## [EXERCISE DESCRIPTION]
Repeat the listing below in full.

## [GIVEN INFORMATION]

*** Block opens ***

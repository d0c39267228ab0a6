use chrono::{DateTime, Utc};

use crate::error::RecipesServiceError;

/// Lower bound shared by cooking time and ingredient amounts.
pub const MIN_QUANTITY: i32 = 1;
/// Upper bound shared by cooking time and ingredient amounts.
pub const MAX_QUANTITY: i32 = 32000;

pub const MAX_NAME_LEN: usize = 200;
pub const MAX_USERNAME_LEN: usize = 150;
pub const MAX_EMAIL_LEN: usize = 254;

// ── Users ────────────────────────────────────────────────────────────────────

#[derive(Debug, Clone, PartialEq, Eq)]
pub struct User {
    pub id: i32,
    pub email: String,
    pub username: String,
    pub first_name: String,
    pub last_name: String,
    /// Media key of the stored avatar.
    pub avatar: Option<String>,
}

/// A user as seen by a particular viewer.
#[derive(Debug, Clone, PartialEq, Eq)]
pub struct UserProfile {
    pub user: User,
    pub is_subscribed: bool,
}

#[derive(Debug, Clone)]
pub struct NewUser {
    pub email: String,
    pub username: String,
    pub first_name: String,
    pub last_name: String,
}

/// Usernames are 1–150 characters of letters, digits and `_ . @ + -`.
pub fn validate_username(username: &str) -> bool {
    !username.is_empty()
        && username.chars().count() <= MAX_USERNAME_LEN
        && username
            .chars()
            .all(|c| c.is_alphanumeric() || matches!(c, '_' | '.' | '@' | '+' | '-'))
}

pub fn validate_email(email: &str) -> bool {
    let Some((local, domain)) = email.split_once('@') else {
        return false;
    };
    email.len() <= MAX_EMAIL_LEN
        && !local.is_empty()
        && !domain.is_empty()
        && !domain.contains('@')
        && !email.chars().any(char::is_whitespace)
}

// ── Catalog ──────────────────────────────────────────────────────────────────

#[derive(Debug, Clone, PartialEq, Eq)]
pub struct Tag {
    pub id: i32,
    pub name: String,
    pub color: String,
    pub slug: String,
}

#[derive(Debug, Clone, PartialEq, Eq)]
pub struct Ingredient {
    pub id: i32,
    pub name: String,
    pub measurement_unit: String,
}

// ── Recipes ──────────────────────────────────────────────────────────────────

#[derive(Debug, Clone, PartialEq, Eq)]
pub struct RecipeIngredient {
    pub ingredient: Ingredient,
    pub amount: i32,
}

/// Fully expanded recipe with flags computed for the viewer.
#[derive(Debug, Clone)]
pub struct Recipe {
    pub id: i32,
    pub author: UserProfile,
    pub name: String,
    pub text: String,
    pub cooking_time: i32,
    pub image: Option<String>,
    pub pub_date: DateTime<Utc>,
    pub tags: Vec<Tag>,
    pub ingredients: Vec<RecipeIngredient>,
    pub is_favorited: bool,
    pub is_in_shopping_cart: bool,
}

/// Short recipe form embedded in subscription listings.
#[derive(Debug, Clone, PartialEq, Eq)]
pub struct RecipeSummary {
    pub id: i32,
    pub name: String,
    pub image: Option<String>,
    pub cooking_time: i32,
}

#[derive(Debug, Clone, Copy, PartialEq, Eq)]
pub struct IngredientAmount {
    pub id: i32,
    pub amount: i32,
}

/// Validated input for a new recipe. `image` is the stored media key.
#[derive(Debug, Clone)]
pub struct RecipeDraft {
    pub name: String,
    pub text: String,
    pub cooking_time: i32,
    pub image: String,
    pub tags: Vec<i32>,
    pub ingredients: Vec<IngredientAmount>,
}

/// Partial recipe update. `None` leaves the field untouched; `Some` collections
/// replace the stored set entirely.
#[derive(Debug, Clone, Default)]
pub struct RecipePatch {
    pub name: Option<String>,
    pub text: Option<String>,
    pub cooking_time: Option<i32>,
    pub image: Option<String>,
    pub tags: Option<Vec<i32>>,
    pub ingredients: Option<Vec<IngredientAmount>>,
}

pub fn validate_quantity(value: i32) -> bool {
    (MIN_QUANTITY..=MAX_QUANTITY).contains(&value)
}

pub fn validate_recipe_name(name: &str) -> Result<(), RecipesServiceError> {
    if name.trim().is_empty() {
        return Err(RecipesServiceError::validation("name", "must not be blank"));
    }
    if name.chars().count() > MAX_NAME_LEN {
        return Err(RecipesServiceError::validation(
            "name",
            "must be at most 200 characters",
        ));
    }
    Ok(())
}

pub fn validate_recipe_text(text: &str) -> Result<(), RecipesServiceError> {
    if text.trim().is_empty() {
        return Err(RecipesServiceError::validation("text", "must not be blank"));
    }
    Ok(())
}

pub fn validate_cooking_time(cooking_time: i32) -> Result<(), RecipesServiceError> {
    if !validate_quantity(cooking_time) {
        return Err(RecipesServiceError::validation(
            "cooking_time",
            "must be between 1 and 32000",
        ));
    }
    Ok(())
}

/// Reject an empty list, repeated ingredient ids, or amounts out of range.
pub fn validate_ingredients(ingredients: &[IngredientAmount]) -> Result<(), RecipesServiceError> {
    if ingredients.is_empty() {
        return Err(RecipesServiceError::InvalidIngredients(
            "at least one ingredient is required",
        ));
    }
    let mut seen = std::collections::HashSet::with_capacity(ingredients.len());
    for item in ingredients {
        if !seen.insert(item.id) {
            return Err(RecipesServiceError::InvalidIngredients(
                "ingredients must be unique",
            ));
        }
        if !validate_quantity(item.amount) {
            return Err(RecipesServiceError::InvalidIngredients(
                "amount must be between 1 and 32000",
            ));
        }
    }
    Ok(())
}

/// Reject an empty tag list or repeated tag ids.
pub fn validate_tags(tags: &[i32]) -> Result<(), RecipesServiceError> {
    if tags.is_empty() {
        return Err(RecipesServiceError::InvalidTags("at least one tag is required"));
    }
    let mut seen = std::collections::HashSet::with_capacity(tags.len());
    if !tags.iter().all(|id| seen.insert(*id)) {
        return Err(RecipesServiceError::InvalidTags("tags must be unique"));
    }
    Ok(())
}

// ── Recipe filtering ─────────────────────────────────────────────────────────

/// Recipe list filters as requested by the caller.
#[derive(Debug, Clone, Default, PartialEq, Eq)]
pub struct RecipeFilter {
    pub author: Option<i32>,
    /// Tag slugs; a recipe matches when it carries any of them.
    pub tags: Vec<String>,
    pub is_favorited: bool,
    pub is_in_shopping_cart: bool,
}

/// Filters bound to a concrete viewer, ready for the repository.
#[derive(Debug, Clone, Default, PartialEq, Eq)]
pub struct ResolvedRecipeFilter {
    pub author: Option<i32>,
    pub tags: Vec<String>,
    pub favorited_by: Option<i32>,
    pub in_cart_of: Option<i32>,
}

impl RecipeFilter {
    /// Bind the per-user filters to `viewer`.
    ///
    /// Returns `None` when the result is empty regardless of data: an
    /// anonymous caller asked for favorites or cart contents.
    pub fn resolve(self, viewer: Option<i32>) -> Option<ResolvedRecipeFilter> {
        let needs_viewer = self.is_favorited || self.is_in_shopping_cart;
        if needs_viewer && viewer.is_none() {
            return None;
        }
        Some(ResolvedRecipeFilter {
            author: self.author,
            tags: self.tags,
            favorited_by: viewer.filter(|_| self.is_favorited),
            in_cart_of: viewer.filter(|_| self.is_in_shopping_cart),
        })
    }
}

// ── Subscriptions ────────────────────────────────────────────────────────────

/// An author the viewer follows, with a preview of their recipes.
#[derive(Debug, Clone)]
pub struct SubscriptionItem {
    pub author: User,
    pub recipes: Vec<RecipeSummary>,
    pub recipes_count: u64,
}

// ── Shopping list ────────────────────────────────────────────────────────────

/// One aggregated line of the shopping list.
#[derive(Debug, Clone, PartialEq, Eq)]
pub struct ShoppingListRow {
    pub name: String,
    pub measurement_unit: String,
    pub total_amount: i64,
}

*** Block closes ***

## [YOUR SOLUTION]
repository d0c39267228ab0a6
use chrono::{DateTime, Utc};

use crate::error::RecipesServiceError;

/// Lower bound shared by cooking time and ingredient amounts.
pub const MIN_QUANTITY: i32 = 1;
/// Upper bound shared by cooking time and ingredient amounts.
pub const MAX_QUANTITY: i32 = 32000;

pub const MAX_NAME_LEN: usize = 200;
pub const MAX_USERNAME_LEN: usize = 150;
pub const MAX_EMAIL_LEN: usize = 254;

// ── Users ────────────────────────────────────────────────────────────────────

#[derive(Debug, Clone, PartialEq, Eq)]
pub struct User {
    pub id: i32,
    pub email: String,
    pub username: String,
    pub first_name: String,
    pub last_name: String,
    /// Media key of the stored avatar.
    pub avatar: Option<String>,
}

/// A user as seen by a particular viewer.
#[derive(Debug, Clone, PartialEq, Eq)]
pub struct UserProfile {
    pub user: User,
    pub is_subscribed: bool,
}

#[derive(Debug, Clone)]
pub struct NewUser {
    pub email: String,
    pub username: String,
    pub first_name: String,
    pub last_name: String,
}

/// Usernames are 1–150 characters of letters, digits and `_ . @ + -`.
pub fn validate_username(username: &str) -> bool {
    !username.is_empty()
        && username.chars().count() <= MAX_USERNAME_LEN
        && username
            .chars()
            .all(|c| c.is_alphanumeric() || matches!(c, '_' | '.' | '@' | '+' | '-'))
}

pub fn validate_email(email: &str) -> bool {
    let Some((local, domain)) = email.split_once('@') else {
        return false;
    };
    email.len() <= MAX_EMAIL_LEN
        && !local.is_empty()
        && !domain.is_empty()
        && !domain.contains('@')
        && !email.chars().any(char::is_whitespace)
}

// ── Catalog ──────────────────────────────────────────────────────────────────

#[derive(Debug, Clone, PartialEq, Eq)]
pub struct Tag {
    pub id: i32,
    pub name: String,
    pub color: String,
    pub slug: String,
}

#[derive(Debug, Clone, PartialEq, Eq)]
pub struct Ingredient {
    pub id: i32,
    pub name: String,
    pub measurement_unit: String,
}

// ── Recipes ──────────────────────────────────────────────────────────────────

#[derive(Debug, Clone, PartialEq, Eq)]
pub struct RecipeIngredient {
    pub ingredient: Ingredient,
    pub amount: i32,
}

/// Fully expanded recipe with flags computed for the viewer.
#[derive(Debug, Clone)]
pub struct Recipe {
    pub id: i32,
    pub author: UserProfile,
    pub name: String,
    pub text: String,
    pub cooking_time: i32,
    pub image: Option<String>,
    pub pub_date: DateTime<Utc>,
    pub tags: Vec<Tag>,
    pub ingredients: Vec<RecipeIngredient>,
    pub is_favorited: bool,
    pub is_in_shopping_cart: bool,
}

/// Short recipe form embedded in subscription listings.
#[derive(Debug, Clone, PartialEq, Eq)]
pub struct RecipeSummary {
    pub id: i32,
    pub name: String,
    pub image: Option<String>,
    pub cooking_time: i32,
}

#[derive(Debug, Clone, Copy, PartialEq, Eq)]
pub struct IngredientAmount {
    pub id: i32,
    pub amount: i32,
}

/// Validated input for a new recipe. `image` is the stored media key.
#[derive(Debug, Clone)]
pub struct RecipeDraft {
    pub name: String,
    pub text: String,
    pub cooking_time: i32,
    pub image: String,
    pub tags: Vec<i32>,
    pub ingredients: Vec<IngredientAmount>,
}

/// Partial recipe update. `None` leaves the field untouched; `Some` collections
/// replace the stored set entirely.
#[derive(Debug, Clone, Default)]
pub struct RecipePatch {
    pub name: Option<String>,
    pub text: Option<String>,
    pub cooking_time: Option<i32>,
    pub image: Option<String>,
    pub tags: Option<Vec<i32>>,
    pub ingredients: Option<Vec<IngredientAmount>>,
}

pub fn validate_quantity(value: i32) -> bool {
    (MIN_QUANTITY..=MAX_QUANTITY).contains(&value)
}

pub fn validate_recipe_name(name: &str) -> Result<(), RecipesServiceError> {
    if name.trim().is_empty() {
        return Err(RecipesServiceError::validation("name", "must not be blank"));
    }
    if name.chars().count() > MAX_NAME_LEN {
        return Err(RecipesServiceError::validation(
            "name",
            "must be at most 200 characters",
        ));
    }
    Ok(())
}

pub fn validate_recipe_text(text: &str) -> Result<(), RecipesServiceError> {
    if text.trim().is_empty() {
        return Err(RecipesServiceError::validation("text", "must not be blank"));
    }
    Ok(())
}

pub fn validate_cooking_time(cooking_time: i32) -> Result<(), RecipesServiceError> {
    if !validate_quantity(cooking_time) {
        return Err(RecipesServiceError::validation(
            "cooking_time",
            "must be between 1 and 32000",
        ));
    }
    Ok(())
}

/// Reject an empty list, repeated ingredient ids, or amounts out of range.
pub fn validate_ingredients(ingredients: &[IngredientAmount]) -> Result<(), RecipesServiceError> {
    if ingredients.is_empty() {
        return Err(RecipesServiceError::InvalidIngredients(
            "at least one ingredient is required",
        ));
    }
    let mut seen = std::collections::HashSet::with_capacity(ingredients.len());
    for item in ingredients {
        if !seen.insert(item.id) {
            return Err(RecipesServiceError::InvalidIngredients(
                "ingredients must be unique",
            ));
        }
        if !validate_quantity(item.amount) {
            return Err(RecipesServiceError::InvalidIngredients(
                "amount must be between 1 and 32000",
            ));
        }
    }
    Ok(())
}

/// Reject an empty tag list or repeated tag ids.
pub fn validate_tags(tags: &[i32]) -> Result<(), RecipesServiceError> {
    if tags.is_empty() {
        return Err(RecipesServiceError::InvalidTags("at least one tag is required"));
    }
    let mut seen = std::collections::HashSet::with_capacity(tags.len());
    if !tags.iter().all(|id| seen.insert(*id)) {
        return Err(RecipesServiceError::InvalidTags("tags must be unique"));
    }
    Ok(())
}

// ── Recipe filtering ─────────────────────────────────────────────────────────

/// Recipe list filters as requested by the caller.
#[derive(Debug, Clone, Default, PartialEq, Eq)]
pub struct RecipeFilter {
    pub author: Option<i32>,
    /// Tag slugs; a recipe matches when it carries any of them.
    pub tags: Vec<String>,
    pub is_favorited: bool,
    pub is_in_shopping_cart: bool,
}

/// Filters bound to a concrete viewer, ready for the repository.
#[derive(Debug, Clone, Default, PartialEq, Eq)]
pub struct ResolvedRecipeFilter {
    pub author: Option<i32>,
    pub tags: Vec<String>,
    pub favorited_by: Option<i32>,
    pub in_cart_of: Option<i32>,
}

impl RecipeFilter {
    /// Bind the per-user filters to `viewer`.
    ///
    /// Returns `None` when the result is empty regardless of data: an
    /// anonymous caller asked for favorites or cart contents.
    pub fn resolve(self, viewer: Option<i32>) -> Option<ResolvedRecipeFilter> {
        let needs_viewer = self.is_favorited || self.is_in_shopping_cart;
        if needs_viewer && viewer.is_none() {
            return None;
        }
        Some(ResolvedRecipeFilter {
            author: self.author,
            tags: self.tags,
            favorited_by: viewer.filter(|_| self.is_favorited),
            in_cart_of: viewer.filter(|_| self.is_in_shopping_cart),
        })
    }
}

// ── Subscriptions ────────────────────────────────────────────────────────────

/// An author the viewer follows, with a preview of their recipes.
#[derive(Debug, Clone)]
pub struct SubscriptionItem {
    pub author: User,
    pub recipes: Vec<RecipeSummary>,
    pub recipes_count: u64,
}

// ── Shopping list ────────────────────────────────────────────────────────────

/// One aggregated line of the shopping list.
#[derive(Debug, Clone, PartialEq, Eq)]
pub struct ShoppingListRow {
    pub name: String,
    pub measurement_unit: String,
    pub total_amount: i64,
}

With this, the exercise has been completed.